A new theory of quantum gravity, proposed by scientists from the University College of London, Jonathan Oppenheim and Andrea Russo, offers an explanation for one of the greatest mysteries of modern Astronomy – the abnormal rotation of galaxies. Traditionally explained by the presence of dark matter, researchers argue that their theory can account for these observed effects without the need for this elusive type of matter.
The main challenge in astronomy has been the rapid rotation of the outer regions of galaxies in comparison to the expected mass, leading to the hypothesis of dark matter. Despite years of research and billions of dollars spent, direct evidence for its existence has remained elusive.

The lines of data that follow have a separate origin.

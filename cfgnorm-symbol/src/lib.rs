//! A type that can represent symbols in a context-free grammar. Symbols are distinguished by their
//! IDs and carry names recorded in their `SymbolSource`.

#![deny(unsafe_code)]
#![deny(
    missing_copy_implementations,
    trivial_casts,
    trivial_numeric_casts,
    unused_import_braces,
    unused_qualifications
)]

pub mod fresh;
mod source;
mod symbol;

pub use self::fresh::FreshNames;
pub use self::source::{Generate, SymbolName, SymbolSource};
pub use self::symbol::Symbol;
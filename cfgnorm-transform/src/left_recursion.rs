//! Direct left-recursion elimination.
//!
//! ```text
//! A ::= A α1 | … | A αn | β1 | … | βm
//! ```
//!
//! becomes
//!
//! ```text
//! A  ::= β1 A' | … | βm A'
//! A' ::= α1 A' | … | αn A' | ε
//! ```
//!
//! Only alternatives that start with their own left-hand side are
//! considered. Left recursion through other nonterminals, such as
//! `A ::= B x` with `B ::= A y`, is left as it is.

use log::{debug, trace};

use cfgnorm_grammar::{Grammar, Production};
use cfgnorm_symbol::FreshNames;

use crate::error::NormalizeError;

/// Returns an equivalent grammar without direct left recursion. Tail
/// nonterminals get names from `fresh`.
pub fn eliminate_left_recursion(
    grammar: &Grammar,
    fresh: &mut FreshNames,
) -> Result<Grammar, NormalizeError> {
    fresh.reserve_all(grammar.sym_source());
    let mut result = grammar.clone();
    let mut num_split = 0;

    for (lhs, prods) in grammar.rules() {
        let (recursive, base): (Vec<&Production>, Vec<&Production>) =
            prods.iter().partition(|prod| prod.first() == Some(lhs));
        if recursive.is_empty() {
            continue;
        }
        if base.is_empty() {
            // Every derivation from `A` starts with `A` again.
            return Err(NormalizeError::DeadNonterminal {
                nonterminal: grammar.name_of(lhs).to_string(),
                closure: vec![grammar.name_of(lhs).to_string()],
            });
        }
        // `A ::= A` adds nothing to the language.
        let tails: Vec<Production> = recursive
            .iter()
            .map(|prod| prod.tail())
            .filter(|tail| !tail.is_epsilon())
            .collect();
        if tails.is_empty() {
            result.set_productions(lhs, base.into_iter().cloned());
            continue;
        }

        let name = fresh.fresh_name(&format!("{}'", grammar.name_of(lhs)));
        let tail_sym = result.add_nonterminal(&name)?;
        trace!(
            "LEFT RECURSION {} split off {} with {} tails",
            grammar.name_of(lhs),
            name,
            tails.len()
        );
        result.set_productions(lhs, base.iter().map(|prod| prod.appended(tail_sym)));
        result.set_productions(
            tail_sym,
            tails
                .iter()
                .map(|tail| tail.appended(tail_sym))
                .chain(Some(Production::epsilon())),
        );
        num_split += 1;
    }
    debug!("left recursion elimination: split {} nonterminals", num_split);
    Ok(result)
}
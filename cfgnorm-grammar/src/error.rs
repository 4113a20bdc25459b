//! Errors raised while building or validating a grammar.

use thiserror::Error;

/// A grammar violates the model's validity rules.
#[derive(Clone, Debug, Error, PartialEq, Eq)]
pub enum MalformedGrammarError {
    /// There is nothing to build.
    #[error("grammar has no rules")]
    NoRules,
    /// A rule was started without any alternative.
    #[error("nonterminal `{nonterminal}` has no alternatives")]
    NoAlternatives { nonterminal: String },
    /// An alternative has no symbols and is not the empty marker.
    #[error("alternative {index} of `{nonterminal}` is empty; write the empty marker instead")]
    EmptyProduction { nonterminal: String, index: usize },
    /// The empty marker must stand alone.
    #[error("`{nonterminal} ::= {production}` mixes the empty marker with other symbols")]
    MisplacedEpsilon {
        nonterminal: String,
        production: String,
    },
    /// A nonterminal on some right-hand side has no productions.
    #[error("`{nonterminal} ::= {production}` references unknown nonterminal `{symbol}`")]
    UnknownNonterminal {
        nonterminal: String,
        production: String,
        symbol: String,
    },
    /// A symbol classified as a terminal appears on a left-hand side.
    #[error("terminal `{name}` cannot have productions")]
    TerminalWithProductions { name: String },
    /// The start symbol is not a key of the grammar.
    #[error("start symbol `{name}` is not a nonterminal of the grammar")]
    UnknownStart { name: String },
    /// A new symbol was requested under a name that is taken.
    #[error("symbol name `{name}` is already in use")]
    DuplicateName { name: String },
}
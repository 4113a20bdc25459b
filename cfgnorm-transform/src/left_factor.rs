//! Left factoring, one grouping pass.
//!
//! Alternatives of a nonterminal that share a leading symbol are replaced by
//! that symbol followed by a new nonterminal, which derives the rest of each
//! alternative. Alternatives of the new nonterminal are not factored again,
//! so shared prefixes longer than one symbol need another pass.

use log::{debug, trace};

use cfgnorm_grammar::{Grammar, Production, Symbol};
use cfgnorm_symbol::FreshNames;

use crate::error::NormalizeError;

/// Returns the base name of the nonterminal factored out of `lhs` for
/// alternatives starting with `first`, before registry disambiguation.
pub fn factored_name(grammar: &Grammar, lhs: Symbol, first: Symbol) -> String {
    let sanitized: String = grammar
        .name_of(first)
        .chars()
        .filter(|ch| ch.is_ascii_alphanumeric() || *ch == '_')
        .collect();
    let suffix = if sanitized.is_empty() {
        "sym"
    } else {
        &sanitized[..]
    };
    format!("{}_fact_{}", grammar.name_of(lhs), suffix)
}

/// Returns a grammar where no nonterminal has two alternatives with the same
/// leading symbol. `ε` alternatives are never grouped. New nonterminals get
/// names from `fresh`.
pub fn left_factor(grammar: &Grammar, fresh: &mut FreshNames) -> Result<Grammar, NormalizeError> {
    fresh.reserve_all(grammar.sym_source());
    let mut result = grammar.clone();
    let mut num_factored = 0;

    for (lhs, prods) in grammar.rules() {
        if prods.len() <= 1 {
            continue;
        }
        let groups = group_by_first(prods);
        if groups.iter().all(|(_, members)| members.len() == 1) {
            continue;
        }

        let mut rewritten = Vec::with_capacity(groups.len());
        let mut done: Vec<Symbol> = vec![];
        for prod in prods {
            let first = match prod.first() {
                Some(first) => first,
                None => {
                    rewritten.push(prod.clone());
                    continue;
                }
            };
            let members = groups
                .iter()
                .find(|(sym, _)| *sym == first)
                .map(|(_, members)| &members[..])
                .unwrap_or(&[]);
            if members.len() <= 1 {
                rewritten.push(prod.clone());
            } else if !done.contains(&first) {
                let name = fresh.fresh_name(&factored_name(grammar, lhs, first));
                let factored = result.add_nonterminal(&name)?;
                trace!(
                    "LEFT FACTOR {} on {} into {}",
                    grammar.name_of(lhs),
                    grammar.name_of(first),
                    name
                );
                result.set_productions(factored, members.iter().map(|prod| prod.tail()));
                rewritten.push(Production::new([first, factored]));
                done.push(first);
                num_factored += 1;
            }
        }
        result.set_productions(lhs, rewritten);
    }
    debug!("left factoring: {} groups factored", num_factored);
    Ok(result)
}

/// Groups alternatives by leading symbol, in order of first appearance.
fn group_by_first(prods: &[Production]) -> Vec<(Symbol, Vec<&Production>)> {
    let mut groups: Vec<(Symbol, Vec<&Production>)> = vec![];
    for prod in prods {
        if let Some(first) = prod.first() {
            match groups.iter_mut().find(|(sym, _)| *sym == first) {
                Some((_, members)) => members.push(prod),
                None => groups.push((first, vec![prod])),
            }
        }
    }
    groups
}
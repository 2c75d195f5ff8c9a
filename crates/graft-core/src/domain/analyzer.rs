//! Pre-flight analysis: which files will an execution touch?
//!
//! Works off the blueprint's static shape only. Conditions are not
//! evaluated here, so a conditionally skipped action still contributes its
//! target; staging a file that ends up untouched is harmless, the reverse
//! is not. Existence is not checked either — a read of a missing required
//! file surfaces later, from staging, with the action identified.

use std::collections::BTreeSet;

use crate::domain::entities::blueprint::Blueprint;
use crate::domain::entities::common::RelativePath;

/// The file set one blueprint execution can read or write.
#[derive(Debug, Clone, Default, PartialEq, Eq)]
pub struct Footprint {
    /// Every path staging must know about: action targets plus the
    /// blueprint's declared contextual files.
    pub required: BTreeSet<RelativePath>,
    /// The declared contextual files alone, kept separate for reporting.
    pub contextual: BTreeSet<RelativePath>,
}

impl Footprint {
    pub fn contains(&self, path: &RelativePath) -> bool {
        self.required.contains(path)
    }

    pub fn len(&self) -> usize {
        self.required.len()
    }

    pub fn is_empty(&self) -> bool {
        self.required.is_empty()
    }
}

/// Collect the deduplicated union of action target paths and contextual
/// files. Only filesystem targets count: module specifiers in import
/// injections and shell commands contribute nothing.
pub fn analyze(blueprint: &Blueprint) -> Footprint {
    let contextual: BTreeSet<RelativePath> = blueprint.contextual_files.iter().cloned().collect();

    let mut required = contextual.clone();
    required.extend(
        blueprint
            .actions
            .iter()
            .filter_map(|action| action.kind.target_path().cloned()),
    );

    Footprint {
        required,
        contextual,
    }
}

// ═══════════════════════════════════════════════
//                    TESTS
// ═══════════════════════════════════════════════
//! Comprehensive error handling for the Graft CLI.
//!
//! Provides structured errors with:
//! - User-friendly messages
//! - Actionable suggestions
//! - Proper error chaining
//! - Exit code mapping

use std::error::Error;
use std::path::PathBuf;

use owo_colors::OwoColorize;
use thiserror::Error;

use graft_core::error::GraftError;

// Re-export so callers only need `use crate::error::*`.
pub use graft_core::error::ErrorCategory as CoreCategory;

/// Result type alias for CLI operations.
pub type CliResult<T> = Result<T, CliError>;

/// Comprehensive CLI error types.
#[derive(Debug, Error)]
pub enum CliError {
    /// The blueprint argument resolved to no readable file.
    #[error("Blueprint not found: {path}")]
    BlueprintNotFound { path: PathBuf },

    /// The `--project` directory does not exist.
    #[error("Project directory not found: {path}")]
    ProjectDirMissing { path: PathBuf },

    /// A `-p KEY=VALUE` argument could not be parsed.
    #[error("Invalid parameter '{param}': {reason}")]
    InvalidParam { param: String, reason: String },

    /// The execution report came back with `success: false`.
    ///
    /// Raised *after* the report has been rendered, so the user already saw
    /// the per-action detail; this error carries the one-line summary and
    /// maps the outcome to an exit code.
    #[error("Blueprint '{blueprint}' failed: {summary}")]
    ExecutionFailed { blueprint: String, summary: String },

    // ── Core errors ────────────────────────────────────────────────────────
    /// An error propagated from `graft-core`.
    ///
    /// Wrapped here so that the CLI can attach suggestions drawn from the
    /// core error's category without touching core internals.
    #[error("{0}")]
    Core(#[from] GraftError),

    // ── System errors ──────────────────────────────────────────────────────
    /// An I/O operation failed.
    #[error("I/O error: {message}")]
    IoError {
        message: String,
        #[source]
        source: std::io::Error,
    },

    /// Operation cancelled by user.
    #[error("Operation cancelled")]
    Cancelled,
}

impl From<std::io::Error> for CliError {
    fn from(err: std::io::Error) -> Self {
        CliError::IoError {
            message: err.to_string(),
            source: err,
        }
    }
}

impl CliError {
    /// Get user-actionable suggestions for fixing this error.
    pub fn suggestions(&self) -> Vec<String> {
        match self {
            Self::BlueprintNotFound { path } => vec![
                format!("No blueprint file at '{}'", path.display()),
                "Pass a path to a blueprint JSON file, or a bare name with \
                 blueprints.search_path configured"
                    .into(),
                "Check the file for typos: graft validate <blueprint>".into(),
            ],

            Self::ProjectDirMissing { path } => vec![
                format!("The directory '{}' does not exist", path.display()),
                "Create the project first, then graft onto it".into(),
                "Blueprints modify existing projects; they do not create them".into(),
            ],

            Self::InvalidParam { param, .. } => vec![
                format!("Could not parse '{}'", param),
                "Parameters take the form KEY=VALUE, e.g. -p project.hasApi=true".into(),
                "Dotted keys nest: -p api.url=https://api.example.com".into(),
                "Unquoted values parse as JSON when possible (true, 3), else as strings".into(),
            ],

            Self::ExecutionFailed { .. } => vec![
                "The report above lists the failing action and any files already written".into(),
                "Re-run with -v / -vv for per-action logs".into(),
                "Conflicts can be downgraded with a per-action conflict strategy of \
                 'skip' or 'merge'"
                    .into(),
            ],

            Self::Core(core_err) => core_err.suggestions(),

            Self::IoError { message, .. } => vec![
                format!("I/O operation failed: {}", message),
                "Check file permissions".into(),
                "Check available disk space".into(),
            ],

            Self::Cancelled => vec![
                "Operation was cancelled".into(),
                "No changes were made".into(),
            ],
        }
    }

    /// Get the error category for styling and exit codes.
    pub fn category(&self) -> ErrorCategory {
        match self {
            Self::BlueprintNotFound { .. } => ErrorCategory::NotFound,
            Self::ProjectDirMissing { .. } => ErrorCategory::NotFound,
            Self::InvalidParam { .. } => ErrorCategory::UserError,
            Self::ExecutionFailed { .. } => ErrorCategory::Internal,
            Self::Core(core) => match core.category() {
                CoreCategory::Validation => ErrorCategory::UserError,
                CoreCategory::Conflict => ErrorCategory::UserError,
                CoreCategory::NotFound => ErrorCategory::NotFound,
                CoreCategory::Configuration => ErrorCategory::Configuration,
                CoreCategory::Internal => ErrorCategory::Internal,
            },
            Self::IoError { .. } => ErrorCategory::Internal,
            Self::Cancelled => ErrorCategory::UserError,
        }
    }

    /// Exit code to pass to the OS.
    ///
    /// | Category      | Code |
    /// |---------------|------|
    /// | User error    |  2   |
    /// | Not found     |  3   |
    /// | Configuration |  4   |
    /// | Internal      |  1   |
    pub fn exit_code(&self) -> u8 {
        match self.category() {
            ErrorCategory::UserError => 2,
            ErrorCategory::NotFound => 3,
            ErrorCategory::Configuration => 4,
            ErrorCategory::Internal => 1,
        }
    }

    /// Format the error for display with colors and suggestions.
    pub fn format_colored(&self, verbose: bool) -> String {
        let mut output = String::new();

        // Error header
        output.push_str(&format!(
            "\n{} {}\n\n",
            "✗".red().bold(),
            "Error:".red().bold()
        ));

        // Main error message
        output.push_str(&format!("  {}\n", self.to_string().red()));

        // Error chain (if verbose)
        if verbose {
            let mut source = self.source();
            while let Some(err) = source {
                output.push_str(&format!(
                    "\n  {} {}\n",
                    "→".dimmed(),
                    err.to_string().dimmed()
                ));
                source = err.source();
            }
        }

        // Suggestions
        let suggestions = self.suggestions();
        if !suggestions.is_empty() {
            output.push_str(&format!("\n{}\n", "Suggestions:".yellow().bold()));
            for suggestion in suggestions {
                output.push_str(&format!("  {}\n", suggestion));
            }
        }

        // Hint to re-run with -v
        if !verbose {
            output.push('\n');
            output.push_str(&format!(
                "{} {}\n",
                "\u{2139}".blue(), // ℹ
                "Use -v / --verbose for more details.".dimmed(),
            ));
        }

        output
    }

    /// Plain-text version of [`Self::format_colored`] — no ANSI codes.
    pub fn format_plain(&self, verbose: bool) -> String {
        let mut out = String::new();
        out.push_str(&format!("\nError: {}\n", self));

        if verbose {
            let mut src = std::error::Error::source(self);
            while let Some(err) = src {
                out.push_str(&format!("  Caused by: {err}\n"));
                src = err.source();
            }
        }

        let suggestions = self.suggestions();
        if !suggestions.is_empty() {
            out.push_str("\nSuggestions:\n");
            for s in &suggestions {
                out.push_str(&format!("  {s}\n"));
            }
        }

        if !verbose {
            out.push_str("\nUse -v / --verbose for more details.\n");
        }

        out
    }

    /// Log the error using tracing.
    pub fn log(&self) {
        match self.category() {
            ErrorCategory::UserError => tracing::warn!("User error: {}", self),
            ErrorCategory::NotFound => tracing::warn!("Not found: {}", self),
            ErrorCategory::Configuration => tracing::error!("Configuration error: {}", self),
            ErrorCategory::Internal => tracing::error!("Internal error: {}", self),
        }

        if let Some(source) = self.source() {
            tracing::debug!("Caused by: {}", source);
        }
    }
}

/// Error categories for classification.
#[derive(Debug, Clone, Copy, PartialEq, Eq)]
pub enum ErrorCategory {
    /// User input error (validation, invalid arguments).
    UserError,
    /// Resource not found.
    NotFound,
    /// Configuration error.
    Configuration,
    /// Internal/system error.
    Internal,
}

// ── IntoCli trait ─────────────────────────────────────────────────────────────

/// Extension trait to convert foreign error types into [`CliError`] at
/// call-sites with a descriptive context message.
///
/// Two concrete impls are provided:
/// - `Result<T, std::io::Error>` → `CliError::IoError`
/// - `Result<T, GraftError>`     → `CliError::Core`
///
/// There is deliberately **no blanket impl** — it would conflict with both
/// concrete impls (rustc rejects overlapping trait implementations).
pub trait IntoCli<T> {
    /// Convert to `CliResult` attaching a human-readable context message.
    fn with_cli_context<F, S>(self, f: F) -> CliResult<T>
    where
        F: FnOnce() -> S,
        S: Into<String>;
}

impl<T> IntoCli<T> for Result<T, std::io::Error> {
    fn with_cli_context<F, S>(self, f: F) -> CliResult<T>
    where
        F: FnOnce() -> S,
        S: Into<String>,
    {
        self.map_err(|e| CliError::IoError {
            message: f().into(),
            source: e,
        })
    }
}

impl<T> IntoCli<T> for Result<T, GraftError> {
    /// The context message is ignored for core errors because the core error
    /// already carries sufficient context.  The method exists only to satisfy
    /// the trait contract at mixed call-sites.
    fn with_cli_context<F, S>(self, _f: F) -> CliResult<T>
    where
        F: FnOnce() -> S,
        S: Into<String>,
    {
        self.map_err(CliError::Core)
    }
}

As an alternative, in the 1980s, physicist Mordechai Milgrom introduced the concept of modified Newtonian dynamics (MOND), suggesting that on a galactic scale, Newton’s laws may operate differently. However, this theory has not gained widespread support due to the lack of compelling evidence and the necessity to challenge established laws of dynamics.
Oppenheim and Russo’s theory is grounded in the notion that relativity can be both classical and stochastic, possessing a random element akin to Brownian motion in liquids. This allows for a mathematically consistent integration of quantum mechanics and relativity. Their research indicates that on a galactic scale, gravity may exhibit small, random variations, resulting in an additional gravitational force that holds galaxies together.
The crux of this new approach is that under low accelerations, such as those at the outskirts of galaxies, gravitational field-induced changes act as an entropy force, deviating from Einstein’s general relativity. This entropy force, as per the researchers, offers an explanation for the curved rotation of galaxies without the need to invoke dark matter.
Despite the promise of this new theory, Oppenheim and Russo underscore the importance of further research, including simulations of the Brownian motion of space-time and its impact on masses. Subsequent experiments can either confirm or challenge this theory, potentially reshaping the quest for dark matter and enhancing our comprehension of the universe’s structure.